15.  There is another worrying aspect to the Hartlepool cuts. Most of the dedicated Hospital bus links are also in the list for withdrawal. This in itself is bad enough, but should be read alongside some proposals for a new hospital eight miles west of Hartlepool town centre, whose functions are not all clear but which will call for regular, frequent and reliable public transport throughout every day and night for those many people living in the town without their own cars. It is true that the first round of government cuts included the cancellation of this project, but a lot of local energy is being put into finding alternative funding for it, government cuts notwithstanding. Even so, a situation could exist in which, if the hospital is built, buses could be laid on in its first years and then removed at little notice later on, for reasons similar to those that have caused the rash of bus service cuts now. This, admittedly hypothetical at present, is not a situation that any user of public transport can view with optimism.

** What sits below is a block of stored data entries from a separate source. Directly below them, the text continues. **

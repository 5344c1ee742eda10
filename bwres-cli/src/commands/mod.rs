use clap::{Subcommand, ValueEnum};
use std::path::PathBuf;

pub mod list;
pub mod model;
pub mod texture;

/// Entry filter for `list`.
#[derive(Clone, Copy, Debug, PartialEq, Eq, ValueEnum)]
pub enum KindFilter {
    Model,
    Texture,
}

#[derive(Subcommand)]
pub enum Commands {
    /// List archive contents
    List {
        /// Archive file (.res or .res.gz)
        archive: PathBuf,

        /// Only show entries of this kind
        #[arg(short, long, value_enum)]
        kind: Option<KindFilter>,

        /// Print JSON instead of a table
        #[arg(long)]
        json: bool,
    },

    /// Decode a model and summarize its nodes
    Model {
        /// Archive file (.res or .res.gz)
        archive: PathBuf,

        /// Model entry name
        name: String,

        /// Print JSON instead of text
        #[arg(long)]
        json: bool,

        /// Write the JSON summary to a file
        #[arg(short, long)]
        output: Option<PathBuf>,
    },

    /// Decode a texture and report its format
    Texture {
        /// Archive file (.res or .res.gz)
        archive: PathBuf,

        /// Texture entry name
        name: String,

        /// Print JSON instead of text
        #[arg(long)]
        json: bool,
    },
}

impl Commands {
    pub fn execute(&self) -> anyhow::Result<()> {
        match self {
            Commands::List { archive, kind, json } => list::execute(archive, *kind, *json),
            Commands::Model {
                archive,
                name,
                json,
                output,
            } => model::execute(archive, name, *json, output.as_deref()),
            Commands::Texture { archive, name, json } => texture::execute(archive, name, *json),
        }
    }
}
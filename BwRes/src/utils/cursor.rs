//! Sequential primitive reader over an in-memory byte buffer
//!
//! Resource files mix endianness: chunk sizes are little-endian while most
//! payload scalars are big-endian, so every reader names its byte order.

use std::fmt;

use byteorder::{BigEndian, ByteOrder, LittleEndian};

use crate::error::{Error, Result};

/// A four-character chunk tag in mnemonic order.
///
/// Tags are stored reversed on disk (`NODE` is the bytes `EDON`);
/// [`ByteCursor::read_tag`] undoes the reversal.
#[derive(Clone, Copy, PartialEq, Eq, Hash)]
pub struct Tag(pub [u8; 4]);

impl Tag {
    pub const RESF: Tag = Tag(*b"RESF");
    pub const MODL: Tag = Tag(*b"MODL");
    pub const TEXT: Tag = Tag(*b"TEXT");

    pub const XMEM: Tag = Tag(*b"XMEM");
    pub const NODE: Tag = Tag(*b"NODE");
    pub const CNCT: Tag = Tag(*b"CNCT");
    pub const BBOX: Tag = Tag(*b"BBOX");
    pub const RNOD: Tag = Tag(*b"RNOD");
    pub const VSCL: Tag = Tag(*b"VSCL");
    pub const MATL: Tag = Tag(*b"MATL");
    pub const SCNT: Tag = Tag(*b"SCNT");
    pub const VUV1: Tag = Tag(*b"VUV1");
    pub const VUV2: Tag = Tag(*b"VUV2");
    pub const VUV3: Tag = Tag(*b"VUV3");
    pub const VUV4: Tag = Tag(*b"VUV4");
    pub const XBS2: Tag = Tag(*b"XBS2");
    pub const VPOS: Tag = Tag(*b"VPOS");
    pub const VNRM: Tag = Tag(*b"VNRM");
    pub const VNBT: Tag = Tag(*b"VNBT");

    pub const MIP: Tag = Tag(*b"MIP ");

    /// Build a tag from its on-disk (reversed) bytes.
    #[must_use]
    pub fn from_stored(bytes: [u8; 4]) -> Self {
        let [a, b, c, d] = bytes;
        Tag([d, c, b, a])
    }

    /// The on-disk (reversed) byte order of this tag.
    #[must_use]
    pub fn to_stored(self) -> [u8; 4] {
        let [a, b, c, d] = self.0;
        [d, c, b, a]
    }

    /// Index of a `VUV1`..`VUV4` tag, if it is one.
    #[must_use]
    pub fn uv_channel(self) -> Option<usize> {
        match self.0 {
            [b'V', b'U', b'V', n @ b'1'..=b'4'] => Some(usize::from(n - b'1')),
            _ => None,
        }
    }
}

impl From<Tag> for [u8; 4] {
    fn from(tag: Tag) -> Self {
        tag.0
    }
}

impl fmt::Display for Tag {
    fn fmt(&self, f: &mut fmt::Formatter<'_>) -> fmt::Result {
        write!(f, "{}", String::from_utf8_lossy(&self.0))
    }
}

impl fmt::Debug for Tag {
    fn fmt(&self, f: &mut fmt::Formatter<'_>) -> fmt::Result {
        write!(f, "Tag({self})")
    }
}

/// Header of a tagged chunk: tag, little-endian size, and payload bounds.
#[derive(Debug, Clone, Copy, PartialEq, Eq)]
pub struct ChunkHeader {
    pub tag: Tag,
    pub size: usize,
    /// Offset of the first payload byte.
    pub start: usize,
}

impl ChunkHeader {
    /// Offset one past the last payload byte.
    #[must_use]
    pub fn end(&self) -> usize {
        self.start + self.size
    }
}

/// Position-tracking reader over a borrowed byte slice.
///
/// Holds no state beyond the position; every read either consumes exactly the
/// bytes it promises or fails with [`Error::TruncatedInput`].
#[derive(Debug, Clone)]
pub struct ByteCursor<'a> {
    data: &'a [u8],
    pos: usize,
}

impl<'a> ByteCursor<'a> {
    #[must_use]
    pub fn new(data: &'a [u8]) -> Self {
        Self { data, pos: 0 }
    }

    /// Current position.
    #[must_use]
    pub fn tell(&self) -> usize {
        self.pos
    }

    /// Move to an absolute position. Seeking to the end is allowed.
    pub fn seek(&mut self, pos: usize) -> Result<()> {
        if pos > self.data.len() {
            return Err(Error::TruncatedInput {
                offset: self.pos,
                needed: pos.saturating_sub(self.pos),
                available: self.remaining(),
            });
        }
        self.pos = pos;
        Ok(())
    }

    /// Total length of the underlying buffer.
    #[must_use]
    pub fn len(&self) -> usize {
        self.data.len()
    }

    #[must_use]
    pub fn is_empty(&self) -> bool {
        self.data.is_empty()
    }

    #[must_use]
    pub fn remaining(&self) -> usize {
        self.data.len() - self.pos
    }

    #[must_use]
    pub fn is_at_end(&self) -> bool {
        self.pos == self.data.len()
    }

    /// Borrow the next `n` bytes and advance past them.
    pub fn read_bytes(&mut self, n: usize) -> Result<&'a [u8]> {
        if n > self.remaining() {
            return Err(Error::TruncatedInput {
                offset: self.pos,
                needed: n,
                available: self.remaining(),
            });
        }
        let bytes = &self.data[self.pos..self.pos + n];
        self.pos += n;
        Ok(bytes)
    }

    pub fn read_array<const N: usize>(&mut self) -> Result<[u8; N]> {
        let mut out = [0u8; N];
        out.copy_from_slice(self.read_bytes(N)?);
        Ok(out)
    }

    pub fn skip(&mut self, n: usize) -> Result<()> {
        self.read_bytes(n).map(|_| ())
    }

    pub fn read_u8(&mut self) -> Result<u8> {
        Ok(self.read_bytes(1)?[0])
    }

    pub fn read_i8(&mut self) -> Result<i8> {
        Ok(self.read_u8()? as i8)
    }

    pub fn read_u16_be(&mut self) -> Result<u16> {
        Ok(BigEndian::read_u16(self.read_bytes(2)?))
    }

    pub fn read_u16_le(&mut self) -> Result<u16> {
        Ok(LittleEndian::read_u16(self.read_bytes(2)?))
    }

    pub fn read_i16_be(&mut self) -> Result<i16> {
        Ok(BigEndian::read_i16(self.read_bytes(2)?))
    }

    pub fn read_i16_le(&mut self) -> Result<i16> {
        Ok(LittleEndian::read_i16(self.read_bytes(2)?))
    }

    pub fn read_u32_be(&mut self) -> Result<u32> {
        Ok(BigEndian::read_u32(self.read_bytes(4)?))
    }

    pub fn read_u32_le(&mut self) -> Result<u32> {
        Ok(LittleEndian::read_u32(self.read_bytes(4)?))
    }

    pub fn read_i32_be(&mut self) -> Result<i32> {
        Ok(BigEndian::read_i32(self.read_bytes(4)?))
    }

    pub fn read_i32_le(&mut self) -> Result<i32> {
        Ok(LittleEndian::read_i32(self.read_bytes(4)?))
    }

    pub fn read_f32_be(&mut self) -> Result<f32> {
        Ok(BigEndian::read_f32(self.read_bytes(4)?))
    }

    pub fn read_f32_le(&mut self) -> Result<f32> {
        Ok(LittleEndian::read_f32(self.read_bytes(4)?))
    }

    /// Read a stored tag, reversing it into mnemonic order.
    pub fn read_tag(&mut self) -> Result<Tag> {
        Ok(Tag::from_stored(self.read_array()?))
    }

    /// Read a tag followed by its little-endian size.
    pub fn read_chunk_header(&mut self) -> Result<ChunkHeader> {
        let tag = self.read_tag()?;
        let size = self.read_u32_le()? as usize;
        Ok(ChunkHeader {
            tag,
            size,
            start: self.pos,
        })
    }

    /// Read a big-endian `u32` length followed by that many bytes.
    pub fn read_prefixed_bytes(&mut self) -> Result<&'a [u8]> {
        let len = self.read_u32_be()? as usize;
        self.read_bytes(len)
    }
}
//! Resolve attribute-index primitives into flat triangle meshes

use glam::{Vec2, Vec3};
use serde::Serialize;

use super::types::Node;
use crate::error::{Error, Result};
use crate::formats::gx::{AttributeTuple, Primitive, PrimitiveKind};

/// A vertex with its attributes looked up.
#[derive(Debug, Clone, Copy, PartialEq)]
pub struct MeshVertex {
    /// Position after `vertex_scale`.
    pub position: Vec3,
    pub normal: Option<Vec3>,
    pub binormal: Option<Vec3>,
    pub tangent: Option<Vec3>,
    /// One coordinate per UV channel the vertex indexes.
    pub uvs: [Option<Vec2>; 4],
}

/// Triangles drawn with one material.
#[derive(Debug, Clone, PartialEq)]
pub struct MeshBatch {
    pub material_index: u32,
    pub vertices: Vec<MeshVertex>,
    /// Triangle list into `vertices`.
    pub indices: Vec<u32>,
}

impl MeshBatch {
    #[must_use]
    pub fn triangle_count(&self) -> usize {
        self.indices.len() / 3
    }
}

/// Per-batch counts for listings.
#[derive(Debug, Clone, Copy, PartialEq, Eq, Serialize)]
pub struct MeshStats {
    pub vertices: usize,
    pub triangles: usize,
}

impl From<&MeshBatch> for MeshStats {
    fn from(batch: &MeshBatch) -> Self {
        Self {
            vertices: batch.vertices.len(),
            triangles: batch.triangle_count(),
        }
    }
}

impl Node {
    /// Look up every primitive's attributes and emit triangle lists.
    ///
    /// Strips are unrolled with alternating winding; strip triangles that
    /// repeat a position index are dropped.
    ///
    /// # Errors
    /// Returns [`Error::MalformedModel`] if a vertex has no position, an index
    /// is outside its attribute array, or a list is not a multiple of three.
    pub fn resolve_batches(&self) -> Result<Vec<MeshBatch>> {
        self.mesh_batches
            .iter()
            .map(|batch| {
                let mut mesh = MeshBatch {
                    material_index: batch.material_index,
                    vertices: Vec::new(),
                    indices: Vec::new(),
                };
                for primitive in &batch.primitives {
                    self.append_primitive(&mut mesh, primitive)?;
                }
                Ok(mesh)
            })
            .collect()
    }

    fn append_primitive(&self, mesh: &mut MeshBatch, primitive: &Primitive) -> Result<()> {
        let base = mesh.vertices.len() as u32;
        for tuple in &primitive.vertices {
            mesh.vertices.push(self.resolve_vertex(tuple)?);
        }

        let tuples = &primitive.vertices;
        match primitive.kind {
            PrimitiveKind::TriangleList => {
                if tuples.len() % 3 != 0 {
                    return Err(Error::model(format!(
                        "triangle list of {} vertices in node {}",
                        tuples.len(),
                        self.name_lossy()
                    )));
                }
                mesh.indices.extend((0..tuples.len() as u32).map(|i| base + i));
            }
            PrimitiveKind::TriangleStrip => {
                for i in 0..tuples.len().saturating_sub(2) {
                    let corners = if i % 2 == 0 { [i, i + 1, i + 2] } else { [i + 1, i, i + 2] };
                    let [a, b, c] = corners.map(|k| tuples[k].position_index);
                    if a == b || b == c || a == c {
                        continue;
                    }
                    mesh.indices.extend(corners.map(|k| base + k as u32));
                }
            }
        }
        Ok(())
    }

    fn resolve_vertex(&self, tuple: &AttributeTuple) -> Result<MeshVertex> {
        let position_index = tuple
            .position_index
            .ok_or_else(|| Error::model(format!("vertex without a position in node {}", self.name_lossy())))?;
        let [x, y, z] = *lookup(&self.vertices, position_index, "position", &self.name)?;
        let position = Vec3::new(f32::from(x), f32::from(y), f32::from(z)) * self.vertex_scale;

        let (normal, binormal, tangent) = match tuple.normal_index {
            Some(index) => {
                let normal = *lookup(&self.normals, index, "normal", &self.name)?;
                let frame = if self.binormals.is_empty() {
                    (None, None)
                } else {
                    (
                        Some(*lookup(&self.binormals, index, "binormal", &self.name)?),
                        Some(*lookup(&self.tangents, index, "tangent", &self.name)?),
                    )
                };
                (Some(normal), frame.0, frame.1)
            }
            None => (None, None, None),
        };

        let mut uvs = [None; 4];
        for (channel, uv) in uvs.iter_mut().enumerate() {
            if let Some(index) = tuple.tex_coord_indices[channel] {
                *uv = Some(*lookup(&self.uv_channels[channel], index, "uv", &self.name)?);
            }
        }

        Ok(MeshVertex {
            position,
            normal,
            binormal,
            tangent,
            uvs,
        })
    }
}

fn lookup<'a, T>(items: &'a [T], index: u16, what: &str, node: &[u8]) -> Result<&'a T> {
    items.get(usize::from(index)).ok_or_else(|| {
        Error::model(format!(
            "{what} index {index} out of range ({} entries) in node {}",
            items.len(),
            String::from_utf8_lossy(node)
        ))
    })
}
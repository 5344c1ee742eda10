//! # BwRes
//!
//! A pure-Rust decoder for Battalion Wars resource archives (`.res`).
//!
//! ## Supported Formats
//!
//! - **Resource archives** - Legacy and current generation, plain or gzipped
//! - **BGF models** - Node hierarchy, materials, GX display-list geometry
//! - **Textures** - DXT1, IA8 and P8 (RGB5A3 palette) decoded to RGBA8
//!
//! ## Quick Start
//!
//! ```no_run
//! use bwres::prelude::*;
//!
//! let archive = open_archive_file("C1_Bonus.res.gz")?;
//! for name in archive.model_names() {
//!     let model = archive.decode_model(name)?;
//!     println!("{} has {} nodes", model.display_name_lossy(), model.nodes.len());
//! }
//!
//! // Textures are memoized per archive
//! let texture = archive.decode_texture("grass")?;
//! println!("{}x{} {}", texture.width(), texture.height(), texture.format);
//! archive.texture_cache().clear();
//! # Ok::<(), bwres::Error>(())
//! ```

use std::sync::Arc;

pub mod archive;
pub mod error;
pub mod formats;
pub mod inspect;
pub mod utils;

#[cfg(test)]
mod testing;

// Re-exports for convenience
pub use archive::{Archive, FormatGeneration, ResourceEntry, ResourceKind, open_archive, open_archive_file};
pub use error::{Error, Result};
pub use formats::bgf::{Model, ModelDecodeOptions, Node};
pub use formats::texture::{Texture, TextureCache};
pub use utils::{ByteCursor, Tag};

/// Prelude module for common imports
pub mod prelude {
    pub use crate::archive::{Archive, FormatGeneration, ResourceEntry, ResourceKind, open_archive, open_archive_file};
    pub use crate::error::{Error, Result};
    pub use crate::formats::bgf::{
        Aabb, DEFAULT_MAX_HIERARCHY_DEPTH, Material, MeshBatch, MeshVertex, Model, ModelDecodeOptions, Node, PrimitiveBatch,
        Transform,
    };
    pub use crate::formats::gx::{AttributeTuple, Primitive, PrimitiveKind, VertexDescriptor};
    pub use crate::formats::texture::{PixelFormat, Texture, TextureCache};
    pub use crate::inspect::{inspect_model, inspect_texture, list_archive};
    pub use crate::{decode_model, decode_texture};
}

/// Decode the model `name` as the given generation.
///
/// # Errors
/// Returns an error if the entry is missing, is not a model, or is malformed.
pub fn decode_model(archive: &Archive, name: impl AsRef<[u8]>, generation: FormatGeneration) -> Result<Model> {
    archive.decode_model_with(name, &ModelDecodeOptions::new().with_generation(generation))
}

/// Decode the texture `name`, memoized in `archive`'s texture cache.
///
/// # Errors
/// Returns an error if the entry is missing, is not a texture, is malformed,
/// or uses an unsupported pixel format.
pub fn decode_texture(archive: &Archive, name: impl AsRef<[u8]>) -> Result<Arc<Texture>> {
    archive.decode_texture(name)
}

pub const VERSION: &str = env!("CARGO_PKG_VERSION");
//! BGF model format
//!
//! Models are a header followed by a flat list of `NODE` chunks and a
//! connectivity table that links them into a hierarchy.

mod hierarchy;
pub mod mesh;
mod options;
mod reader;
mod types;

pub use mesh::{MeshBatch, MeshStats, MeshVertex};
pub use options::{DEFAULT_MAX_HIERARCHY_DEPTH, ModelDecodeOptions};
pub use reader::read_model;
pub use types::{
    Aabb, MATERIAL_RECORD_SIZE, Material, Model, NON_RENDERABLE_MARKERS, Node, PrimitiveBatch, Transform,
};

16.  Stockton borough services The council in this borough has striven endlessly to keep the range of tendered bus services that it has. Last September, it even managed to re-introduce a direct evenings and Sundays bus link between Middlesbrough and Billingham that had been taken off a few months earlier for fiscal reasons. Yet this is one of seven routes for which notice of withdrawal has had to be issued - just as its existence was beginning to make itself felt among the people in the areas for which it was designed.

17.  Northumberland county services It is to this county's great credit that practically all the tendered bus services operated now will survive after this April. NECTAR suspects, but has no evidence for the theory, that the method of working out grant employed by this government works in favour of counties of this size and type, to the detriment (however unintentional) of the more urban areas such as Hartlepool and Stockton. But equally we have no grounds for thinking that Northumberland's present level of service-support can be maintained into the 2012-13 funding season.

18.  Tyne and Wear area To the best of our understanding, bus services are largely protected from cuts, at least in the 2011-12 financial year. This does not preclude changes in service-levels later on, but at least it continues a long-standing commitment by this conurbation to the maintenance of good-quality public transport as widely as possible. Concluding remarks:

19.  We know that the Inquiry aims to find out the effects of the cuts on bus services, and we have tried to keep to its terms of reference as far as we humanly can. The problem with doing this, even after the welcome extension of the "reply" period, is that the effects of even the mildest of cuts will not be seen until the start of April at the earliest. As a closing remark, therefore, we should like to express our disquiet at the fact that the Traffic Commissioners, to whom all applications for changes in bus service operations must be made, 56 days in advance of their intended start-date, do not have any powers to hear objections from the general public. If they had, of course, they would now be inundated with such complaints, and no doubt the bus cuts would have had to be postponed to match. We ask the House of Commons Transport Committee members, therefore, to take into account this obstacle to bus users who wish to do anything practical themselves towards limiting, or even preventing entirely, reductions in their bus services.

20. Over and above the details and the legalities, we are reminded of a remark by George Bernard Shaw—"Advice to those thinking of getting married - don't". Once these bus cuts are in place, anyone thinking of giving up a private car in favour of total dependence on public transport in this country can hardly be blamed, despite the entirely different context, if, sadly, he or she takes GBS's advice.